I find this story hard to believe. Sorry, but there is NO WAY anyone can be this unlucky. You mean to tell me you have been driving since May 14, have a 4.8, sell your car to upgrade w/ Uber loan program, & just after all the paperwork is done and you have your new set of car keys, your deactivated?

Nope, not buying it. No one can be THAT unfortunate...I really hope your'e kidding or have a back up side income, otherwise; there are a couple of quick & easy ways I would end my life if I were in your shoes


----------



## Sydney Uber (Apr 15, 2014)

That's sounding real serious.

Uber has no idea the damage it causes in its blaise management policies


----------



## jeffdvargas (Nov 12, 2014)

Pascal O. said:


> I find this story hard to believe. Sorry, but there is NO WAY anyone can be this unlucky. You mean to tell me you have been driving since May 14, have a 4.8, sell your car to upgrade w/ Uber loan program, & just after all the paperwork is done and you have your new set of car keys, your deactivated?
> 
> Nope, not buying it. No one can be THAT unfortunate...I really hope your'e kidding or have a back up side income, otherwise; there are a couple of quick & easy ways I would end my life if I were in your shoes


I could care less what you believe I didn't just make this shit up cause I was bored and had nothing better to do.


----------



## DriverJ (Sep 1, 2014)

jeffdvargas said:


> I could care less what you believe I didn't just make this shit up cause I was bored and had nothing better to do.

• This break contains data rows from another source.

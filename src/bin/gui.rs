// src/bin/gui.rs
#![cfg_attr(target_os = "windows", windows_subsystem = "windows")]
use fpl_rules::{config::consts::{WINDOW_H, WINDOW_W}, gui};
use eframe::egui::{ IconData, ViewportBuilder };

// None if the embedded PNG can't be decoded; the window just gets no icon.
fn app_icon() -> Option<IconData> {
    let rgba = image::load_from_memory(include_bytes!(concat!(
        env!("CARGO_MANIFEST_DIR"),
        "/assets/fpl.png"
    )))
    .ok()?
    .to_rgba8();
    let (w, h) = rgba.dimensions();
    Some(IconData { rgba: rgba.into_raw(), width: w, height: h })
}

fn main() {
    let mut viewport = ViewportBuilder::default().with_inner_size([WINDOW_W, WINDOW_H]);
    if let Some(icon) = app_icon() {
        viewport = viewport.with_icon(icon);
    }
    let options = eframe::NativeOptions {
        viewport,
        ..Default::default()
    };

    if let Err(e) = gui::run(options) {
        eprintln!("GUI failed: {}", e);
        std::process::exit(1);
    }
}
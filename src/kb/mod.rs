// src/kb/mod.rs
//! # Knowledge base
//!
//! The compiled-in FPL rules tree, terminology list, and the keyword table
//! that maps broad query words onto whole rule sections.
//!
//! Everything here is `static` and read-only for the life of the process.
//! Callers borrow; nothing hands out owned copies that could drift.
//!
//! ## Shape
//! ```text
//! rules ─┬─ scoring ─┬─ playing            (leaf)
//!        │           ├─ goals ─┬─ forward  (leaf, third level)
//!        │           │         └─ …
//!        │           └─ …
//!        ├─ team_rules ─ … ─ chips ─ …
//!        └─ deadlines, price_changes, …    (top-level leaves)
//! ```
//! Nesting never goes deeper than category / subcategory / sub-subcategory.

pub mod data;
pub mod types;

pub use types::{Entry, KeywordRule, RuleNode, Section, Term};

use crate::core::text::{contains_ci, lower};

/// Deepest key path the rules tree may carry.
pub const MAX_DEPTH: usize = 3;

#[inline]
pub fn rules() -> &'static RuleNode { &data::RULES }

#[inline]
pub fn terms() -> &'static [Term] { data::TERMS }

#[inline]
pub fn keywords() -> &'static [KeywordRule] { data::KEYWORDS }

/// Top-level rule entry by key (e.g. "scoring", "deadlines").
pub fn section(key: &str) -> Option<&'static RuleNode> {
    rules().get(key)
}

/// Top-level entries that are plain facts rather than groups.
pub fn loose_rules() -> impl Iterator<Item = (&'static str, &'static str)> {
    rules()
        .entries()
        .iter()
        .filter_map(|(k, node)| node.as_leaf().map(|text| (*k, text)))
}

/// Terms whose name or definition contains `needle` (case-insensitive).
/// An empty needle keeps everything.
pub fn filter_terms(needle: &str) -> Vec<&'static Term> {
    let needle = lower(needle);
    terms()
        .iter()
        .filter(|t| term_matches(t, &needle))
        .collect()
}

/// Shared row predicate for the terminology scan and the display filter.
/// `needle_lower` must already be lower-cased.
#[inline]
pub fn term_matches(t: &Term, needle_lower: &str) -> bool {
    contains_ci(t.term, needle_lower) || contains_ci(t.definition, needle_lower)
}

/// What `to_json` renders.
#[derive(Clone, Copy, Debug, PartialEq, Eq)]
pub enum DumpTarget {
    Section(Section),
    Rules,
    Terms,
}

impl DumpTarget {
    pub fn parse(s: &str) -> Option<Self> {
        match s.to_ascii_lowercase().as_str() {
            "scoring" => Some(DumpTarget::Section(Section::Scoring)),
            "team_rules" | "team-rules" => Some(DumpTarget::Section(Section::TeamRules)),
            "rules" => Some(DumpTarget::Rules),
            "terms" | "terminology" => Some(DumpTarget::Terms),
            _ => None,
        }
    }
}

/// Pretty JSON (two-space indent, declaration order).
pub fn to_json(target: DumpTarget) -> serde_json::Result<String> {
    match target {
        DumpTarget::Section(sec) => match section(sec.key()) {
            Some(node) => serde_json::to_string_pretty(node),
            None => Ok(s!("{}")),
        },
        DumpTarget::Rules => serde_json::to_string_pretty(rules()),
        DumpTarget::Terms => serde_json::to_string_pretty(&TermsJson(terms())),
    }
}

// Ordered object of term -> definition.
struct TermsJson(&'static [Term]);

impl serde::Serialize for TermsJson {
    fn serialize<S: serde::Serializer>(&self, serializer: S) -> Result<S::Ok, S::Error> {
        use serde::ser::SerializeMap;
        let mut map = serializer.serialize_map(Some(self.0.len()))?;
        for t in self.0 {
            map.serialize_entry(t.term, t.definition)?;
        }
        map.end()
    }
}
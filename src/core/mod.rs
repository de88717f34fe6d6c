// src/core/mod.rs

pub mod text;
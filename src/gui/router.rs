// src/gui/router.rs
use super::pages::{ self, Page };

pub static PAGES: &[&'static dyn Page] = &[
    &pages::search::PAGE,
    &pages::scoring::PAGE,
    &pages::team_rules::PAGE,
    &pages::other_rules::PAGE,
    &pages::terminology::PAGE,
];

pub fn all_pages() -> &'static [&'static dyn Page] {
    PAGES
}
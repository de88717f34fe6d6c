// src/gui/components/search_bar.rs
//
// One-line text box with an optional submit button.
// Shared by the Search tab (submit on Enter/button) and the
// Terminology tab (live filter on every change).

use eframe::egui;

#[derive(Clone, Copy, Debug, Default)]
pub struct SearchBarEvent {
    /// Text changed this frame
    pub changed: bool,
    /// Enter pressed in the box, or the button clicked
    pub submitted: bool,
}

pub fn draw(
    ui: &mut egui::Ui,
    label: &str,
    hint: &str,
    text: &mut String,
    with_button: bool,
) -> SearchBarEvent {
    let mut ev = SearchBarEvent::default();

    ui.horizontal(|ui| {
        ui.label(label);

        let resp = ui.add(
            egui::TextEdit::singleline(text)
                .hint_text(hint)
                .desired_width(360.0),
        );
        ev.changed = resp.changed();
        if resp.lost_focus() && ui.input(|i| i.key_pressed(egui::Key::Enter)) {
            ev.submitted = true;
            resp.request_focus();
        }

        if with_button && ui.button("Search").clicked() {
            ev.submitted = true;
        }
        if !with_button && !text.is_empty() && ui.button("Clear").clicked() {
            text.clear();
            ev.changed = true;
        }
    });

    ev
}
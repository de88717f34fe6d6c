// src/gui/components/data_table.rs
//
// Draws a two-column (or wider) table from `TableData`.
// Purely a view: the caller owns filtering.

use eframe::egui::{self, Align, Layout, RichText, TextWrapMode};
use egui_extras::{Column, TableBuilder};

use crate::config::consts::{HEADER_HEIGHT, ROW_HEIGHT, TERM_COL_WIDTH};
use crate::gui::table_model::TableData;

pub fn draw(ui: &mut egui::Ui, table: &TableData) {
    let cols = table.ncols();
    if cols == 0 || table.is_empty() {
        ui.label("No matching terms.");
        return;
    }

    // Ensure scroll bars allocate space (not floating over content)
    {
        let s = &mut ui.style_mut().spacing.scroll;
        s.floating = false;
        s.bar_width = 10.0;
        s.handle_min_length = 48.0;
        s.foreground_color = true;
        let visuals = &mut ui.style_mut().visuals;
        visuals.extreme_bg_color = visuals.panel_fill;
    }

    let mut builder = TableBuilder::new(ui)
        .striped(true)
        .min_scrolled_height(0.0)
        .cell_layout(Layout::left_to_right(Align::Center));
    for ci in 0..cols {
        // Last column takes what's left; the rest start at the term width
        let col = if ci + 1 == cols {
            Column::remainder().clip(true)
        } else {
            Column::initial(TERM_COL_WIDTH).resizable(true).clip(true).at_least(40.0)
        };
        builder = builder.column(col);
    }

    builder
        .header(HEADER_HEIGHT, |mut header| {
            for ci in 0..cols {
                let label_text = table.headers.as_ref()
                    .and_then(|hs| hs.get(ci).cloned())
                    .unwrap_or_else(|| format!("Col {}", ci + 1));
                header.col(|ui| {
                    ui.add(egui::Label::new(RichText::new(label_text).strong()).selectable(false));
                });
            }
        })
        .body(|body| {
            body.rows(ROW_HEIGHT, table.nrows(), |mut row| {
                let Some(data) = table.rows.get(row.index()) else { return };
                for ci in 0..cols {
                    let cell = data.get(ci).map(String::as_str).unwrap_or("");
                    row.col(|ui| {
                        ui.style_mut().wrap_mode = Some(TextWrapMode::Truncate);
                        ui.label(cell).on_hover_text(cell);
                    });
                }
            });
        });
}
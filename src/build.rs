// build.rs
fn main() {
    #[cfg(windows)]
    {
        let mut res = winres::WindowsResource::new();
        res.set_icon("assets/fpl.ico");
        res.set("ProductName", "FPL Rules Reference");
        res.compile().unwrap();
    }
}
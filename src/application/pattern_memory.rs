//! Hit-rate statistics over past signal outcomes.
//!
//! Read-only consumer of the history store; nothing here feeds back into
//! the detectors.

use crate::domain::market::signal::SignalLabel;
use crate::domain::ports::{HistoryStore, Outcome};
use anyhow::Result;
use serde::{Deserialize, Serialize};
use std::sync::Arc;

/// Win/loss record for one signal label.
#[derive(Debug, Clone, Serialize, Deserialize, PartialEq)]
pub struct LabelStats {
    pub label: SignalLabel,
    pub total: usize,
    pub wins: usize,
    pub losses: usize,
    pub flats: usize,
    /// wins / (wins + losses); flat outcomes are excluded. `None` when no
    /// outcome was decided.
    pub hit_rate: Option<f64>,
}

#[derive(Debug, Clone, Serialize, Deserialize, PartialEq)]
pub struct PatternStats {
    pub total: usize,
    pub by_label: Vec<LabelStats>,
}

impl PatternStats {
    pub fn label(&self, label: SignalLabel) -> Option<&LabelStats> {
        self.by_label.iter().find(|s| s.label == label)
    }
}

pub struct PatternMemory {
    history: Arc<dyn HistoryStore>,
}

impl PatternMemory {
    pub fn new(history: Arc<dyn HistoryStore>) -> Self {
        Self { history }
    }

    /// Hit rates for one symbol over the trailing window.
    pub async fn symbol_stats(
        &self,
        symbol: &str,
        scope: &str,
        days: u32,
    ) -> Result<PatternStats> {
        let outcomes = self.history.symbol_history(symbol, scope, days).await?;
        Ok(tally(outcomes.iter().map(|o| (o.signal, o.outcome))))
    }

    /// Hit rates pooled across symbols, for judging a label overall.
    pub async fn cross_symbol_stats(
        &self,
        symbols: &[String],
        scope: &str,
        days: u32,
    ) -> Result<PatternStats> {
        let mut pooled = Vec::new();
        for symbol in symbols {
            let outcomes = self.history.symbol_history(symbol, scope, days).await?;
            pooled.extend(outcomes.into_iter().map(|o| (o.signal, o.outcome)));
        }
        Ok(tally(pooled.into_iter()))
    }
}

const LABELS: [SignalLabel; 5] = [
    SignalLabel::StrongPump,
    SignalLabel::Pump,
    SignalLabel::Neutral,
    SignalLabel::Dump,
    SignalLabel::StrongDump,
];

fn tally(outcomes: impl Iterator<Item = (SignalLabel, Outcome)>) -> PatternStats {
    let mut by_label: Vec<LabelStats> = LABELS
        .iter()
        .map(|&label| LabelStats {
            label,
            total: 0,
            wins: 0,
            losses: 0,
            flats: 0,
            hit_rate: None,
        })
        .collect();

    let mut total = 0usize;
    for (label, outcome) in outcomes {
        total += 1;
        let stats = by_label
            .iter_mut()
            .find(|s| s.label == label)
            .expect("all labels pre-seeded");
        stats.total += 1;
        match outcome {
            Outcome::Win => stats.wins += 1,
            Outcome::Loss => stats.losses += 1,
            Outcome::Flat => stats.flats += 1,
        }
    }

    for stats in &mut by_label {
        let decided = stats.wins + stats.losses;
        if decided > 0 {
            stats.hit_rate = Some(stats.wins as f64 / decided as f64);
        }
    }
    by_label.retain(|s| s.total > 0);

    PatternStats { total, by_label }
}

#[cfg(test)]
mod tests {
    use super::*;
    use crate::domain::ports::HistoricalOutcome;
    use crate::infrastructure::stores::InMemoryHistoryStore;

    fn outcome(symbol: &str, signal: SignalLabel, result: Outcome, ts: i64) -> HistoricalOutcome {
        HistoricalOutcome {
            symbol: symbol.to_string(),
            signal,
            confidence: 70.0,
            timestamp: ts,
            outcome: result,
        }
    }

    fn seeded_store() -> Arc<InMemoryHistoryStore> {
        let store = InMemoryHistoryStore::new();
        let base = 86_400 * 100;
        store.record("1h", outcome("BTCUSDT", SignalLabel::Pump, Outcome::Win, base));
        store.record("1h", outcome("BTCUSDT", SignalLabel::Pump, Outcome::Win, base + 60));
        store.record("1h", outcome("BTCUSDT", SignalLabel::Pump, Outcome::Loss, base + 120));
        store.record("1h", outcome("BTCUSDT", SignalLabel::Pump, Outcome::Flat, base + 180));
        store.record("1h", outcome("BTCUSDT", SignalLabel::Dump, Outcome::Win, base + 240));
        store.record("1h", outcome("ETHUSDT", SignalLabel::Pump, Outcome::Loss, base + 300));
        Arc::new(store)
    }

    #[tokio::test]
    async fn test_symbol_stats_exclude_flats_from_hit_rate() {
        let memory = PatternMemory::new(seeded_store());
        let stats = memory.symbol_stats("BTCUSDT", "1h", 30).await.unwrap();
        assert_eq!(stats.total, 5);

        let pump = stats.label(SignalLabel::Pump).unwrap();
        assert_eq!(pump.total, 4);
        assert_eq!(pump.flats, 1);
        // 2 wins / 3 decided.
        assert!((pump.hit_rate.unwrap() - 2.0 / 3.0).abs() < 1e-9);
    }

    #[tokio::test]
    async fn test_cross_symbol_pooling() {
        let memory = PatternMemory::new(seeded_store());
        let symbols = vec!["BTCUSDT".to_string(), "ETHUSDT".to_string()];
        let stats = memory.cross_symbol_stats(&symbols, "1h", 30).await.unwrap();
        assert_eq!(stats.total, 6);
        let pump = stats.label(SignalLabel::Pump).unwrap();
        // 2 wins / 4 decided across both symbols.
        assert!((pump.hit_rate.unwrap() - 0.5).abs() < 1e-9);
    }

    #[tokio::test]
    async fn test_unseen_labels_are_omitted() {
        let memory = PatternMemory::new(seeded_store());
        let stats = memory.symbol_stats("BTCUSDT", "1h", 30).await.unwrap();
        assert!(stats.label(SignalLabel::StrongDump).is_none());
    }
}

I normally wouldn't believe it because it makes absolutely no sense that they would deactivate you when you're ready to spend a good 23 hours per day driving, only to give them every penny. However, since this Uber the fact that it makes no sense makes it very believable.

I truly feel for you. I'd try talking to anyone in the media that may listen. People need to know what Uber really is.


----------



## Pascal O. (Sep 23, 2014)

jeffdvargas said:


> I could care less what you believe I didn't just make this shit up cause I was bored and had nothing better to do.


You already replied me @ 9:15am in a normal tone. Without me responding to your reply, why did you feel the need to come out at me hostile with your "I could care less what your believe" statement hours later? Are you mad or naaaw?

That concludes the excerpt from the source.